EBRU APALAK
Türk Tabipleri Birliği (TTB), S ve Y tipi hapishaneler ile yüksek güvenlikli hapishanelerin kapatılması talebiyle 4 Eylül 2025 Perşembe günü çevrim içi basın toplantısı düzenledi. Toplantıya Sağlık ve Sosyal Hizmet Emekçileri Sendikası, İnsan Hakları Derneği, Tutuklu ve Hükümlü Aileleri ile Dayanışma Derneği gibi birçok kurum katıldı.
Türkiye’de şu anda 402 hapishane bulunuyor. Tutuklu ve yükümlü sayısı ise yaklaşık 420 bin. Bu sayı 2005’te 55 bindi. S ve Y tipi ile yüksek güvenlikli hapishanelerde yaklaşık 30 bin kişi kalıyor. Şu anda 11 tutuklu ve yükümlü süresiz açlık grevi yapıyor. Söz konusu 11 kişiden 2’si ise grevi ölüm orucuna çevirdi.
DR. ALPAY AZAP: “İNSAN HAKLARI İHLALLERİ DORUĞA ÇIKTI”
Ortak açıklamayı TTB Merkez Konseyi Başkanı Dr. Alpay Azap okudu. Türkiye’de tutuklu ve yükümlülerin hakları ve sağlığının uluslararası standartlarda olması gerektiğini söyledi. Türkiye’de hapishanelerin tedbir değil cezalandırma aracına dönüştürüldüğünü belirtti. “Kuyu tipi” olarak adlandırılan S ve Y tipi ile yüksek güvenlikli hapishanelerin 2000’li yıllarda tartışma konusu olan F tipi hapishaneleri arattığını ifade etti. Azap, “S ve Y tipi ile yüksek güvenlikli hapishanelerle insan hakları ihlalleri ne yazık ki doruğa çıkmıştır” dedi.

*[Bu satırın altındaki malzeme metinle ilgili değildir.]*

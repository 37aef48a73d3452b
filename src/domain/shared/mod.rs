pub mod diagnostics;
pub mod localization;

pub use diagnostics::{Diagnostic, Resolved};
pub use localization::Localization;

26 Haziran 2023 tarihli Avrupa Konseyi Hapishane Nüfuslarına İlişkin Yıllık Cezaevi İstatistiklerinden (2022) söz etti. İstatistiklere göre Türkiye’de her 100 bin kişiden 355’inin, Avrupa Konseyi ülkelerinde ise ortalama 117 kişinin hapiste olduğunu aktardı. İnfaz Kanunu’nda 2020 ve 2023’te yapılan değişikliklerin ardından son dört yılda 200 bin mahpusun tahliye edildiğini, buna karşın tutuklu ve yükümlü sayılarının arttığını kaydetti. Adalet Bakanlığı’nın verilerine göre 2020’de 23, 2021’de 32, 2022’de 22 ve 2023’te ise 16 tane ceza infaz kurumu açıldı.
“TOPLUMSAL DİNAMİKLERİ KONTROL VE YÖNETME ARACI”
2021’den itibaren açılan S ve Y tipi ile yüksek güvenlikli hapishanelerde mahpusların çoğu tek kişilik hücrelerde, bir kısmı ise üç kişilik hücrelerde kalıyor. Dr. Azap, söz konusu hapishanelerdeki uzun süreli izolasyonun insan sağlığı üzerinde “geri dönüşü mümkün olmayan birçok tahribata” yol açtığını belirtti. Toplantıya katılan tüm kurumlar adına “Kuyu tipi” hapishanelerin yapımının durdurulmasını, açılanların ise kapatılmasını talep etti. “Bu tip hapishaneler mahpusların yalnızca ruhsal, bedensel ve sosyal sağlıklarını bozmakla kalmıyor; aynı zamanda siyasal erkin tüm toplumsal dinamikleri kontrol ve yönetme aracı, bir cezalandırma biçimi olarak kullanılmaktadır” dedi.